- **RECORDS FOR PROCESSING**:
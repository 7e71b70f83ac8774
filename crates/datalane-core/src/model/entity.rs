// ── EntityConfig ──
//
// Binds a DataConfig to whoever consumes its results. Built once,
// validated at construction, cheap to clone (`Arc` inside). Identity
// keys used for response propagation are computed here so nothing has
// to re-serialize the config on every response.

use std::collections::hash_map::DefaultHasher;
use std::fmt;
use std::hash::{Hash, Hasher};
use std::sync::Arc;
use std::sync::atomic::{AtomicU64, Ordering};

use serde::Serialize;
use url::Url;

use super::{BlobClass, DataConfig, DataSource};
use crate::error::CoreError;
use crate::processor::Processor;
use crate::view::DataView;

static NEXT_ENTITY_ID: AtomicU64 = AtomicU64::new(1);

/// Process-unique handle for one built `EntityConfig`.
#[derive(Debug, Clone, Copy, PartialEq, Eq, Hash, PartialOrd, Ord, Serialize)]
pub struct EntityId(u64);

impl fmt::Display for EntityId {
    fn fmt(&self, f: &mut fmt::Formatter<'_>) -> fmt::Result {
        write!(f, "entity#{}", self.0)
    }
}

/// Normalized resource URL plus blob class name.
///
/// Two entities with the same key are the same resource as far as
/// response propagation is concerned.
#[derive(Debug, Clone, PartialEq, Eq, Hash)]
pub struct ResourceKey(Arc<str>);

impl ResourceKey {
    pub fn new(source: &DataSource, blob_class: Option<&BlobClass>) -> Self {
        let resource = match source {
            DataSource::Url(url) => normalize_url(url),
            DataSource::Batch(calls) => {
                let urls: Vec<String> = calls.iter().map(|c| normalize_url(&c.url)).collect();
                format!("batch:{}", urls.join(","))
            }
        };
        let class = blob_class.map(BlobClass::name).unwrap_or_default();
        Self(Arc::from(format!("{resource}#{class}")))
    }

    pub fn as_str(&self) -> &str {
        &self.0
    }
}

impl fmt::Display for ResourceKey {
    fn fmt(&self, f: &mut fmt::Formatter<'_>) -> fmt::Result {
        f.write_str(&self.0)
    }
}

/// Lower-case scheme/host for absolute URLs, strip trailing slashes,
/// and give relative paths a leading slash.
fn normalize_url(raw: &str) -> String {
    let trimmed = raw.trim();
    if let Ok(url) = Url::parse(trimmed) {
        return url.as_str().trim_end_matches('/').to_owned();
    }
    let path = trimmed.trim_end_matches('/');
    if path.starts_with('/') {
        path.to_owned()
    } else {
        format!("/{path}")
    }
}

fn fingerprint(config: &DataConfig) -> Result<u64, CoreError> {
    let serialized = serde_json::to_string(config)
        .map_err(|e| CoreError::invalid(format!("data config is not serializable: {e}")))?;
    let mut hasher = DefaultHasher::new();
    serialized.hash(&mut hasher);
    Ok(hasher.finish())
}

// ── EntityConfig ─────────────────────────────────────────────────────

/// A DataConfig bound to its consumer.
#[derive(Clone)]
pub struct EntityConfig {
    inner: Arc<EntityInner>,
}

struct EntityInner {
    id: EntityId,
    data_config: DataConfig,
    view: Option<Arc<dyn DataView>>,
    processor: Option<Arc<dyn Processor>>,
    blob_class: Option<BlobClass>,
    derived_from: Option<EntityId>,
    resource_key: ResourceKey,
    fingerprint: u64,
}

impl EntityConfig {
    pub fn builder(data_config: DataConfig) -> EntityConfigBuilder {
        EntityConfigBuilder {
            data_config,
            view: None,
            processor: None,
            blob_class: None,
            derived_from: None,
        }
    }

    pub fn id(&self) -> EntityId {
        self.inner.id
    }

    pub fn data_config(&self) -> &DataConfig {
        &self.inner.data_config
    }

    /// Single-resource URL; `None` for batch configs.
    pub fn url(&self) -> Option<&str> {
        self.inner.data_config.url()
    }

    pub fn is_batch(&self) -> bool {
        self.inner.data_config.is_batch()
    }

    pub fn view(&self) -> Option<&Arc<dyn DataView>> {
        self.inner.view.as_ref()
    }

    pub fn processor(&self) -> Option<&Arc<dyn Processor>> {
        self.inner.processor.as_ref()
    }

    pub fn blob_class(&self) -> Option<&BlobClass> {
        self.inner.blob_class.as_ref()
    }

    pub fn resource_key(&self) -> &ResourceKey {
        &self.inner.resource_key
    }

    /// The entity this one was cloned from to run one leaf of a fan-out.
    pub fn derived_from(&self) -> Option<EntityId> {
        self.inner.derived_from
    }

    /// Hash of the serialized DataConfig, computed at build time.
    pub fn fingerprint(&self) -> u64 {
        self.inner.fingerprint
    }

    /// Whether responses for `self` should also reach `other`.
    ///
    /// An entity is never equivalent to itself or to a leaf derived from it.
    pub fn is_equivalent(&self, other: &EntityConfig) -> bool {
        !self.is_same_request(other)
            && (self.resource_key() == other.resource_key()
                || self.fingerprint() == other.fingerprint())
    }

    fn is_same_request(&self, other: &EntityConfig) -> bool {
        self.id() == other.id()
            || self.derived_from() == Some(other.id())
            || other.derived_from() == Some(self.id())
    }
}

impl fmt::Debug for EntityConfig {
    fn fmt(&self, f: &mut fmt::Formatter<'_>) -> fmt::Result {
        f.debug_struct("EntityConfig")
            .field("id", &self.inner.id)
            .field("data_config", &self.inner.data_config)
            .field("blob_class", &self.inner.blob_class)
            .field("has_view", &self.inner.view.is_some())
            .field("has_processor", &self.inner.processor.is_some())
            .finish()
    }
}

// ── Builder ──────────────────────────────────────────────────────────

pub struct EntityConfigBuilder {
    data_config: DataConfig,
    view: Option<Arc<dyn DataView>>,
    processor: Option<Arc<dyn Processor>>,
    blob_class: Option<BlobClass>,
    derived_from: Option<EntityId>,
}

impl EntityConfigBuilder {
    pub fn view(mut self, view: Arc<dyn DataView>) -> Self {
        self.view = Some(view);
        self
    }

    pub fn processor(mut self, processor: Arc<dyn Processor>) -> Self {
        self.processor = Some(processor);
        self
    }

    pub fn blob_class(mut self, class: impl Into<BlobClass>) -> Self {
        self.blob_class = Some(class.into());
        self
    }

    /// Mark the built entity as a fan-out leaf standing in for `source`.
    pub fn derived_from(mut self, source: EntityId) -> Self {
        self.derived_from = Some(source);
        self
    }

    /// Validate and freeze the config.
    ///
    /// A valid entity has a well-formed DataConfig and someone to deliver
    /// results to: an explicit processor or a view.
    pub fn build(self) -> Result<EntityConfig, CoreError> {
        self.data_config.validate()?;
        if self.processor.is_none() && self.view.is_none() {
            return Err(CoreError::invalid(
                "entity config needs either a processor or a view",
            ));
        }

        let resource_key = ResourceKey::new(&self.data_config.source, self.blob_class.as_ref());
        let fingerprint = fingerprint(&self.data_config)?;

        Ok(EntityConfig {
            inner: Arc::new(EntityInner {
                id: EntityId(NEXT_ENTITY_ID.fetch_add(1, Ordering::Relaxed)),
                data_config: self.data_config,
                view: self.view,
                processor: self.processor,
                blob_class: self.blob_class,
                derived_from: self.derived_from,
                resource_key,
                fingerprint,
            }),
        })
    }
}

- **EXERCISE**: Above are the entries. Quote exactly the lines from the one bearing "self.inner.blob_class.as_ref()" through the one bearing "pub fn derived_from(&self)".

- **EXERCISE OUTPUT**:
        self.inner.blob_class.as_ref()
    }

    pub fn resource_key(&self) -> &ResourceKey {
        &self.inner.resource_key
    }

    /// The entity this one was cloned from to run one leaf of a fan-out.
    pub fn derived_from(&self) -> Option<EntityId> {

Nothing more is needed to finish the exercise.